▸ **Saved data entries**:
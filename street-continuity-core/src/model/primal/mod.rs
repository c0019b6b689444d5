//! Primal street network model

pub mod components;
pub mod network;

pub use components::{EdgeRecord, PrimalEdge, PrimalNode, UNCLASSIFIED, UNKNOWN_NAME};
pub use network::PrimalGraph;
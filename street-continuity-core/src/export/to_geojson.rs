use geo::{Coord, LineString};
use geojson::{Feature, FeatureCollection, Geometry, Value as GeoJsonValue};
use serde_json::json;

use crate::{DualGraph, DualNode, Error, PrimalGraph};

impl DualGraph {
    /// Converts the streets to a `GeoJSON` `FeatureCollection`, one
    /// `LineString` per street following its segments upstream to downstream.
    ///
    /// `primal` must be the graph the streets were mapped from; it supplies
    /// the coordinates.
    pub fn to_geojson(&self, primal: &PrimalGraph) -> Result<FeatureCollection, Error> {
        let features = self
            .nodes()
            .iter()
            .map(|street| self.street_feature(primal, street))
            .collect::<Result<Vec<_>, _>>()?;

        Ok(FeatureCollection {
            features,
            bbox: None,
            foreign_members: None,
        })
    }

    pub fn to_geojson_string(&self, primal: &PrimalGraph) -> Result<String, Error> {
        serde_json::to_string(&self.to_geojson(primal)?)
            .map_err(|e| Error::GeoJsonError(e.to_string()))
    }

    fn street_feature(&self, primal: &PrimalGraph, street: &DualNode) -> Result<Feature, Error> {
        let geometry = Geometry::new(GeoJsonValue::from(&street_geometry(primal, street)?));

        let value = json!({
            "type": "Feature",
            "geometry": geometry,
            "properties": {
                "id": street.id,
                "length": street.length,
                "label": street.label,
                "names": street.names,
                "segments": street.segment_count(),
                "degree": self.degree(street.id),
            }
        });

        serde_json::from_value::<Feature>(value).map_err(|e| Error::GeoJsonError(e.to_string()))
    }
}

fn street_geometry(primal: &PrimalGraph, street: &DualNode) -> Result<LineString<f64>, Error> {
    let mut coords: Vec<Coord<f64>> = Vec::with_capacity(street.edges.len() + 1);

    if let Some((first, _)) = street.edges.first() {
        coords.push(primal.node(first)?.geometry.into());
    }
    for (_, next) in &street.edges {
        coords.push(primal.node(next)?.geometry.into());
    }

    Ok(LineString::new(coords))
}
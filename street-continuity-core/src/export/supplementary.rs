use std::path::Path;

use itertools::Itertools;
use serde::Serialize;

use crate::{DualGraph, Error};

#[derive(Debug, Serialize)]
struct StreetRow<'a> {
    id: usize,
    length: f64,
    label: &'a str,
    names: String,
    nodes: String,
}

#[derive(Debug, Serialize)]
struct CrossingRow {
    id: usize,
    source: usize,
    target: usize,
}

/// Writes one row per street: `id, length, label, names, nodes`, with the
/// list columns joined by `;`. Overwrites `path`.
pub fn write_supplementary(dual: &DualGraph, path: &Path) -> Result<(), Error> {
    let mut writer = csv::Writer::from_path(path)?;
    for street in dual.nodes() {
        writer.serialize(StreetRow {
            id: street.id,
            length: street.length,
            label: &street.label,
            names: street.names.iter().join(";"),
            nodes: street.nodes.iter().join(";"),
        })?;
    }
    writer.flush()?;
    Ok(())
}

/// Writes one row per crossing: `id, source, target`. Overwrites `path`.
pub fn write_dual_edges(dual: &DualGraph, path: &Path) -> Result<(), Error> {
    let mut writer = csv::Writer::from_path(path)?;
    for (id, edge) in dual.edges().iter().enumerate() {
        writer.serialize(CrossingRow {
            id,
            source: edge.source,
            target: edge.target,
        })?;
    }
    writer.flush()?;
    Ok(())
}
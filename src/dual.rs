use std::path::PathBuf;

use street_continuity_core::prelude::*;

use pyo3::exceptions::PyIndexError;
use pyo3::prelude::*;
#[cfg(feature = "stubgen")]
use pyo3_stub_gen::derive::{gen_stub_pyclass, gen_stub_pyfunction, gen_stub_pymethods};

use crate::model::{PyPrimalGraph, to_py_err};

/// Street of greatest continuity, a node of the dual graph.
#[cfg_attr(feature = "stubgen", gen_stub_pyclass)]
#[pyclass(name = "DualNode", frozen)]
pub struct PyDualNode {
    #[pyo3(get)]
    id: usize,
    #[pyo3(get)]
    source_node: String,
    #[pyo3(get)]
    target_node: String,
    #[pyo3(get)]
    source_edge: String,
    #[pyo3(get)]
    target_edge: String,
    #[pyo3(get)]
    length: f64,
    #[pyo3(get)]
    label: String,
    #[pyo3(get)]
    names: Vec<String>,
    #[pyo3(get)]
    nodes: Vec<String>,
    #[pyo3(get)]
    edges: Vec<(String, String)>,
}

impl From<&DualNode> for PyDualNode {
    fn from(street: &DualNode) -> Self {
        Self {
            id: street.id,
            source_node: street.source_node.clone(),
            target_node: street.target_node.clone(),
            source_edge: street.source_edge.clone(),
            target_edge: street.target_edge.clone(),
            length: street.length,
            label: street.label.clone(),
            names: street.names.clone(),
            nodes: street.nodes.clone(),
            edges: street.edges.clone(),
        }
    }
}

#[cfg_attr(feature = "stubgen", gen_stub_pymethods)]
#[pymethods]
impl PyDualNode {
    fn __repr__(&self) -> String {
        format!(
            "DualNode(id={}, label='{}', segments={}, length={:.2})",
            self.id,
            self.label,
            self.edges.len(),
            self.length
        )
    }
}

/// DualGraph
///
/// Dual representation of a street network: every node is a street of
/// greatest continuity and every edge links two streets sharing at least one
/// intersection.
///
/// Example:
///
/// .. code-block:: python
///
///     primal = read_csv("nodes.csv", "edges.csv", use_label=True)
///     dual = dual_mapper(primal, 120.0)
///     dual.write_supplementary("streets.csv")
///     geojson = dual.to_geojson(primal)
#[cfg_attr(feature = "stubgen", gen_stub_pyclass)]
#[pyclass(name = "DualGraph")]
pub struct PyDualGraph {
    inner: DualGraph,
}

#[cfg_attr(feature = "stubgen", gen_stub_pymethods)]
#[pymethods]
impl PyDualGraph {
    pub fn node_count(&self) -> usize {
        self.inner.node_count()
    }

    pub fn edge_count(&self) -> usize {
        self.inner.edge_count()
    }

    /// Crossings as `(source, target)` pairs with `source < target`.
    pub fn edges(&self) -> Vec<(usize, usize)> {
        self.inner
            .edges()
            .iter()
            .map(|edge| (edge.source, edge.target))
            .collect()
    }

    /// All streets in id order.
    pub fn nodes(&self) -> Vec<PyDualNode> {
        self.inner.nodes().iter().map(PyDualNode::from).collect()
    }

    pub fn node(&self, id: usize) -> PyResult<PyDualNode> {
        self.inner
            .node(id)
            .map(PyDualNode::from)
            .ok_or_else(|| PyErr::new::<PyIndexError, _>(format!("No street with id {id}")))
    }

    /// Ids of the streets crossing street `id`.
    pub fn neighbors(&self, id: usize) -> PyResult<Vec<usize>> {
        if id >= self.inner.node_count() {
            return Err(PyErr::new::<PyIndexError, _>(format!(
                "No street with id {id}"
            )));
        }
        Ok(self.inner.neighbors_of(id).to_vec())
    }

    /// Total length of all streets in meters.
    pub fn total_length(&self) -> f64 {
        self.inner.total_length()
    }

    /// Streets as a GeoJSON FeatureCollection string.
    ///
    /// `primal` must be the graph this dual graph was mapped from.
    pub fn to_geojson(&self, primal: &PyPrimalGraph) -> PyResult<String> {
        self.inner
            .to_geojson_string(&primal.inner)
            .map_err(|e| to_py_err("Failed to export streets", e))
    }

    /// Write one CSV row per street: `id, length, label, names, nodes`.
    pub fn write_supplementary(&self, path: &str) -> PyResult<()> {
        write_supplementary(&self.inner, &PathBuf::from(path))
            .map_err(|e| to_py_err("Failed to write streets", e))
    }

    /// Write one CSV row per crossing: `id, source, target`.
    pub fn write_edges(&self, path: &str) -> PyResult<()> {
        write_dual_edges(&self.inner, &PathBuf::from(path))
            .map_err(|e| to_py_err("Failed to write crossings", e))
    }

    fn __len__(&self) -> usize {
        self.inner.node_count()
    }

    fn __repr__(&self) -> String {
        format!(
            "DualGraph with {} streets and {} crossings",
            self.inner.node_count(),
            self.inner.edge_count()
        )
    }

    fn __str__(&self) -> String {
        self.__repr__()
    }
}

/// Map a primal street network into its dual representation
///
/// Every segment, in insertion order, seeds a street that is extended at
/// both ends through the straightest continuation whose angle is at least
/// ``min_angle`` degrees. With a graph built with ``use_label=True`` only
/// segments of the same class are merged (HICN).
///
/// Parameters
/// ----------
/// primal : PrimalGraph
///     Graph to map. Segments claimed by a previous run are released first,
///     so the same graph can be mapped repeatedly.
/// min_angle : float
///     Minimum angle in degrees, in ``]0, 180]``
///
/// Returns
/// -------
/// DualGraph
///
/// Raises
/// ------
/// ValueError
///     If ``min_angle`` is out of range
#[cfg_attr(feature = "stubgen", gen_stub_pyfunction)]
#[pyfunction(name = "dual_mapper")]
pub fn py_dual_mapper(primal: &mut PyPrimalGraph, min_angle: f64) -> PyResult<PyDualGraph> {
    let dual = dual_mapper(&mut primal.inner, min_angle)
        .map_err(|e| to_py_err("Failed to map dual graph", e))?;
    Ok(PyDualGraph { inner: dual })
}
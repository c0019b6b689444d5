use std::path::Path;

use log::{info, warn};

use super::de::{deserialize_csv_file, non_empty, parse_optional_f64};
use super::raw_types::{RawEdge, RawNode};
use crate::{EdgeRecord, Error, PrimalGraph};

/// Creates a primal graph from a nodes file (`id, longitude, latitude`) and
/// an edges file (`id, source, target, length, name, label`).
///
/// With `use_label == false` street classes are ignored (ICN). Invalid edges
/// (self-loops, zero length, bad length values) are dropped with a warning.
/// The adjacency index is built before returning.
///
/// # Errors
///
/// Returns an error if a file cannot be read, a node has unparsable
/// coordinates or an edge references a node that does not exist.
pub fn read_csv(
    nodes_path: &Path,
    edges_path: &Path,
    use_label: bool,
    has_header: bool,
) -> Result<PrimalGraph, Error> {
    let raw_nodes: Vec<RawNode> = deserialize_csv_file(nodes_path, has_header)?;
    let raw_edges: Vec<RawEdge> = deserialize_csv_file(edges_path, has_header)?;

    let mut graph = PrimalGraph::new(use_label);

    for node in raw_nodes {
        let (lon, lat) = parse_coordinates(&node)?;
        graph.add_node(node.id, lat, lon)?;
    }
    info!("Loaded {} primal nodes", graph.node_count());

    let mut dropped = 0usize;
    for raw in raw_edges {
        let record = match edge_record(raw) {
            Ok(record) => record,
            Err(e) => {
                warn!("{e}, dropping edge");
                dropped += 1;
                continue;
            }
        };

        match graph.add_edge(record) {
            Ok(_) => {}
            Err(e @ Error::InvalidEdge { .. }) => {
                warn!("{e}, dropping edge");
                dropped += 1;
            }
            Err(e) => return Err(e),
        }
    }
    info!(
        "Loaded {} primal edges ({dropped} dropped)",
        graph.edge_count()
    );

    graph.build_adjacency();
    Ok(graph)
}

fn parse_coordinates(node: &RawNode) -> Result<(f64, f64), Error> {
    let parse = |value: &str, axis: &str| {
        value.parse::<f64>().map_err(|e| {
            Error::InvalidData(format!(
                "Invalid {axis} '{value}' for node {}: {e}",
                node.id
            ))
        })
    };

    let lon = parse(&node.lon, "longitude")?;
    let lat = parse(&node.lat, "latitude")?;
    Ok((lon, lat))
}

fn edge_record(raw: RawEdge) -> Result<EdgeRecord, Error> {
    let length = parse_optional_f64(&raw.length)
        .map_err(|e| Error::invalid_edge(&raw.id, format!("invalid length '{}': {e}", raw.length)))?;

    Ok(EdgeRecord {
        id: raw.id,
        source: raw.source,
        target: raw.target,
        length,
        name: non_empty(raw.name),
        label: non_empty(raw.label),
    })
}
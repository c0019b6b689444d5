use log::info;

use super::config::StreetNetworkConfig;
use super::csv::read_csv;
use crate::{DualGraph, Error, PrimalGraph, dual_mapper};

/// Primal network as loaded, together with the streets mapped from it
#[derive(Debug, Clone)]
pub struct MappedNetwork {
    pub primal: PrimalGraph,
    pub dual: DualGraph,
}

/// Loads the primal network described by the configuration and maps it into
/// its dual representation.
///
/// # Errors
///
/// Returns an error if the configuration is invalid or there are problems
/// reading the input files
pub fn create_dual_graph(config: &StreetNetworkConfig) -> Result<MappedNetwork, Error> {
    validate_config(config)?;

    info!(
        "Reading primal network: {} / {}",
        config.nodes_path.display(),
        config.edges_path.display()
    );
    let mut primal = read_csv(
        &config.nodes_path,
        &config.edges_path,
        config.use_label,
        config.has_header,
    )?;

    info!(
        "Mapping dual network with {}",
        if config.use_label { "HICN" } else { "ICN" }
    );
    let dual = dual_mapper(&mut primal, config.min_angle)?;

    log_mapping_summary(&primal, &dual);
    Ok(MappedNetwork { primal, dual })
}

fn validate_config(config: &StreetNetworkConfig) -> Result<(), Error> {
    for path in [&config.nodes_path, &config.edges_path] {
        if !path.exists() {
            return Err(Error::IoError(std::io::Error::new(
                std::io::ErrorKind::NotFound,
                format!("Input file not found: {}", path.display()),
            )));
        }
    }

    if !(config.min_angle > 0.0 && config.min_angle <= 180.0) {
        return Err(Error::InvalidAngle(config.min_angle));
    }

    Ok(())
}

#[allow(clippy::cast_precision_loss)]
fn log_mapping_summary(primal: &PrimalGraph, dual: &DualGraph) {
    if dual.node_count() == 0 {
        log::warn!("The primal network has no edges, the dual network is empty");
        return;
    }

    let merge_ratio = primal.edge_count() as f64 / dual.node_count() as f64;
    info!(
        "{} segments merged into {} streets ({merge_ratio:.2} segments per street), \
        {} crossings, {:.1} km of streets",
        primal.edge_count(),
        dual.node_count(),
        dual.edge_count(),
        dual.total_length() / 1000.0
    );
}
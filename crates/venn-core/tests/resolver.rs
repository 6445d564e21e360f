use std::io::Write;

use venn_core::{
    count_regions, resolve_sets, ReadOptions, ResolveOptions, Table, TableReader, VennError,
};

fn parse(text: &str) -> Table {
    Table::from_reader(text.as_bytes(), &ReadOptions::default()).expect("parse table")
}

#[test]
fn single_indicator_is_unsupported() {
    let table = parse("ID\tGATK\tTotalCallersIdentified\nv1\t1\t2\nv2\t0\t3\n");
    let err = resolve_sets(&table, &ResolveOptions::default()).unwrap_err();
    assert!(matches!(err, VennError::UnsupportedCardinality(_)));
    assert_eq!(err.info().context["observed"], "1");
    assert_eq!(err.info().context["candidates"], "GATK");
}

#[test]
fn four_indicators_are_ambiguous() {
    let table = parse("A\tB\tC\tD\n1\t0\t1\t0\n0\t1\t0\t1\n");
    let err = resolve_sets(&table, &ResolveOptions::default()).unwrap_err();
    assert!(matches!(err, VennError::AmbiguousColumns(_)));
    assert_eq!(err.info().context["candidates"], "A,B,C,D");
    assert!(err.info().hint.is_some());
}

#[test]
fn four_indicators_resolve_with_selection() {
    let table = parse("A\tB\tC\tD\n1\t0\t1\t0\n0\t1\t0\t1\n");
    let opts = ResolveOptions {
        sets: Some(vec!["B".into(), "C".into(), "D".into()]),
    };
    let sets = resolve_sets(&table, &opts).unwrap();
    assert_eq!(sets.names(), vec!["B", "C", "D"]);
}

#[test]
fn selection_of_four_is_unsupported() {
    let table = parse("A\tB\tC\tD\n1\t0\t1\t0\n");
    let opts = ResolveOptions {
        sets: Some(vec!["A".into(), "B".into(), "C".into(), "D".into()]),
    };
    assert!(matches!(
        resolve_sets(&table, &opts),
        Err(VennError::UnsupportedCardinality(_))
    ));
}

#[test]
fn header_only_table_is_empty() {
    let table = parse("A\tB\n");
    assert_eq!(table.row_count(), 0);
    assert!(matches!(
        resolve_sets(&table, &ResolveOptions::default()),
        Err(VennError::EmptyTable(_))
    ));
}

#[test]
fn missing_value_disqualifies_a_column() {
    let table = parse("A\tB\tC\n1\t0\t1\n0\t\t1\n");
    let sets = resolve_sets(&table, &ResolveOptions::default()).unwrap();
    assert_eq!(sets.names(), vec!["A", "C"]);
}

#[test]
fn comparison_summary_file_end_to_end() {
    let mut file = tempfile::NamedTempFile::new().expect("temp file");
    write!(
        file,
        "CHROM\tPOS\tTotalCallersIdentified\tBcftools\tFreeBayes\tGATK\n\
         chr1\t100\t1\t1\t0\t0\n\
         chr1\t200\t3\t1\t1\t1\n\
         chr1\t300\t2\t0\t1\t1\n\
         chr2\t50\t1\t0\t0\t1\n"
    )
    .expect("write");
    let table = Table::from_path(file.path(), &ReadOptions::default()).expect("read");
    let sets = resolve_sets(&table, &ResolveOptions::default()).expect("resolve");
    assert_eq!(sets.names(), vec!["Bcftools", "FreeBayes", "GATK"]);
    let map = count_regions(&sets).expect("count");
    assert_eq!(map.unique("Bcftools"), Some(1));
    assert_eq!(map.unique("GATK"), Some(1));
    assert_eq!(map.pair("FreeBayes", "GATK"), Some(1));
    assert_eq!(map.all_sets(), 1);
}

#[test]
fn comma_delimiter_is_configurable() {
    let opts = ReadOptions { delimiter: b',' };
    let table = Table::from_reader("X,Y\n1,0\n1,1\n".as_bytes(), &opts).unwrap();
    let sets = resolve_sets(&table, &ResolveOptions::default()).unwrap();
    assert_eq!(count_regions(&sets).unwrap().get(&["X"]), Some(1));
}

#[test]
fn missing_file_is_a_table_error() {
    let err = Table::from_path(
        std::path::Path::new("/nonexistent/summary.tsv"),
        &ReadOptions::default(),
    )
    .unwrap_err();
    assert_eq!(err.info().code, "venn_core.open");
}
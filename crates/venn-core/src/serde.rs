//! JSON encoding for count reports.

use serde::Serialize;

use crate::errors::{ErrorInfo, VennError};

/// Serializes a value into pretty JSON followed by a newline.
///
/// Reports keep their maps in `BTreeMap`s, so key order is stable.
pub fn to_json_bytes<T: Serialize>(value: &T) -> Result<Vec<u8>, VennError> {
    let mut bytes = serde_json::to_vec_pretty(value)
        .map_err(|err| VennError::Serde(ErrorInfo::new("venn_core.json_serialize", err.to_string())))?;
    bytes.push(b'\n');
    Ok(bytes)
}
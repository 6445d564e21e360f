//! Conversion of the rendered SVG into raster, PDF, and EPS bytes.
//!
//! Raster output is `figsize x dpi` pixels on a white background. PDF keeps
//! the figure as vectors at `figsize` inches. EPS wraps the raster in a
//! PostScript `colorimage` with a bounding box of `figsize` in points.

use std::io::Cursor;

use image::{ImageFormat, RgbImage};
use resvg::tiny_skia::{Color, Pixmap, Transform};
use resvg::usvg;
use tracing::debug;
use venn_core::errors::{ErrorInfo, VennError};

use crate::style::StyleConfig;

/// User units per inch that usvg assigns to `in` lengths.
const SVG_UNITS_PER_INCH: f32 = 96.0;

/// Hex digits per line in the EPS image body.
const EPS_LINE_WIDTH: usize = 78;

fn render_error(code: &str, message: impl Into<String>) -> VennError {
    VennError::Render(ErrorInfo::new(code, message))
}

/// Rasterizes `svg` to an RGB image of `figsize x dpi` pixels.
pub fn rasterize(svg: &str, style: &StyleConfig) -> Result<RgbImage, VennError> {
    let mut options = usvg::Options::default();
    options.fontdb_mut().load_system_fonts();
    let tree = usvg::Tree::from_str(svg, &options)
        .map_err(|err| render_error("venn_render.svg_parse", err.to_string()))?;

    let (width, height) = style.canvas_px();
    let (width, height) = (width.round().max(1.0) as u32, height.round().max(1.0) as u32);
    let mut pixmap = Pixmap::new(width, height).ok_or_else(|| {
        VennError::Render(
            ErrorInfo::new("venn_render.canvas", "canvas too large to allocate")
                .with_context("width", width.to_string())
                .with_context("height", height.to_string())
                .with_hint("lower --dpi or --figsize"),
        )
    })?;
    pixmap.fill(Color::WHITE);
    let size = tree.size();
    let transform = Transform::from_scale(
        width as f32 / size.width(),
        height as f32 / size.height(),
    );
    resvg::render(&tree, transform, &mut pixmap.as_mut());
    debug!(width, height, "rasterized figure");

    // Opaque background, so premultiplied and straight RGB agree.
    let rgb: Vec<u8> = pixmap
        .data()
        .chunks_exact(4)
        .flat_map(|px| [px[0], px[1], px[2]])
        .collect();
    RgbImage::from_raw(width, height, rgb)
        .ok_or_else(|| render_error("venn_render.canvas", "pixel buffer size mismatch"))
}

/// Encodes a rasterized figure in one of the `image` formats.
pub fn encode_raster(image: &RgbImage, format: ImageFormat) -> Result<Vec<u8>, VennError> {
    let mut bytes = Vec::new();
    image
        .write_to(&mut Cursor::new(&mut bytes), format)
        .map_err(|err| {
            VennError::Render(
                ErrorInfo::new("venn_render.encode", err.to_string())
                    .with_context("format", format!("{format:?}")),
            )
        })?;
    Ok(bytes)
}

/// Converts `svg` into a single-page PDF of `figsize` inches.
pub fn svg_to_pdf(svg: &str) -> Result<Vec<u8>, VennError> {
    let mut options = svg2pdf::usvg::Options::default();
    options.fontdb_mut().load_system_fonts();
    let tree = svg2pdf::usvg::Tree::from_str(svg, &options)
        .map_err(|err| render_error("venn_render.svg_parse", err.to_string()))?;
    let page = svg2pdf::PageOptions {
        dpi: SVG_UNITS_PER_INCH,
    };
    svg2pdf::to_pdf(&tree, svg2pdf::ConversionOptions::default(), page)
        .map_err(|err| render_error("venn_render.pdf", err.to_string()))
}

/// Wraps a rasterized figure in an Encapsulated PostScript document.
pub fn encode_eps(image: &RgbImage, style: &StyleConfig) -> Vec<u8> {
    let (width, height) = image.dimensions();
    let width_pt = style.figsize[0] * 72.0;
    let height_pt = style.figsize[1] * 72.0;
    let mut out = format!(
        "%!PS-Adobe-3.0 EPSF-3.0\n\
         %%BoundingBox: 0 0 {bw} {bh}\n\
         %%HiResBoundingBox: 0 0 {width_pt:.2} {height_pt:.2}\n\
         %%Creator: vcf-venn\n\
         %%LanguageLevel: 2\n\
         %%EndComments\n\
         gsave\n\
         {width_pt:.2} {height_pt:.2} scale\n\
         /row {row_bytes} string def\n\
         {width} {height} 8 [{width} 0 0 -{height} 0 {height}]\n\
         {{ currentfile row readhexstring pop }} false 3 colorimage\n",
        bw = width_pt.ceil() as u64,
        bh = height_pt.ceil() as u64,
        row_bytes = width as usize * 3,
    );
    let mut line = String::with_capacity(EPS_LINE_WIDTH + 1);
    for byte in image.as_raw() {
        line.push_str(&format!("{byte:02x}"));
        if line.len() >= EPS_LINE_WIDTH {
            out.push_str(&line);
            out.push('\n');
            line.clear();
        }
    }
    if !line.is_empty() {
        out.push_str(&line);
        out.push('\n');
    }
    out.push_str("grestore\nshowpage\n%%EOF\n");
    out.into_bytes()
}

▸ **Assignment**:
Although the records may continue, retype only the lines from the first one through the one containing "fn street_geometry(primal: &PrimalGraph, street: &DualNode)", exactly as they appear.

▸ **Task answer**:
filename street-continuity-core/src/model/primal/mod.rs
repository c0019b6b689444d5
//! Primal street network model

pub mod components;
pub mod network;

pub use components::{EdgeRecord, PrimalEdge, PrimalNode, UNCLASSIFIED, UNKNOWN_NAME};
pub use network::PrimalGraph;
filename street-continuity-core/src/export/to_geojson.rs
use geo::{Coord, LineString};
use geojson::{Feature, FeatureCollection, Geometry, Value as GeoJsonValue};
use serde_json::json;

use crate::{DualGraph, DualNode, Error, PrimalGraph};

impl DualGraph {
    /// Converts the streets to a `GeoJSON` `FeatureCollection`, one
    /// `LineString` per street following its segments upstream to downstream.
    ///
    /// `primal` must be the graph the streets were mapped from; it supplies
    /// the coordinates.
    pub fn to_geojson(&self, primal: &PrimalGraph) -> Result<FeatureCollection, Error> {
        let features = self
            .nodes()
            .iter()
            .map(|street| self.street_feature(primal, street))
            .collect::<Result<Vec<_>, _>>()?;

        Ok(FeatureCollection {
            features,
            bbox: None,
            foreign_members: None,
        })
    }

    pub fn to_geojson_string(&self, primal: &PrimalGraph) -> Result<String, Error> {
        serde_json::to_string(&self.to_geojson(primal)?)
            .map_err(|e| Error::GeoJsonError(e.to_string()))
    }

    fn street_feature(&self, primal: &PrimalGraph, street: &DualNode) -> Result<Feature, Error> {
        let geometry = Geometry::new(GeoJsonValue::from(&street_geometry(primal, street)?));

        let value = json!({
            "type": "Feature",
            "geometry": geometry,
            "properties": {
                "id": street.id,
                "length": street.length,
                "label": street.label,
                "names": street.names,
                "segments": street.segment_count(),
                "degree": self.degree(street.id),
            }
        });

        serde_json::from_value::<Feature>(value).map_err(|e| Error::GeoJsonError(e.to_string()))
    }
}

fn street_geometry(primal: &PrimalGraph, street: &DualNode) -> Result<LineString<f64>, Error> {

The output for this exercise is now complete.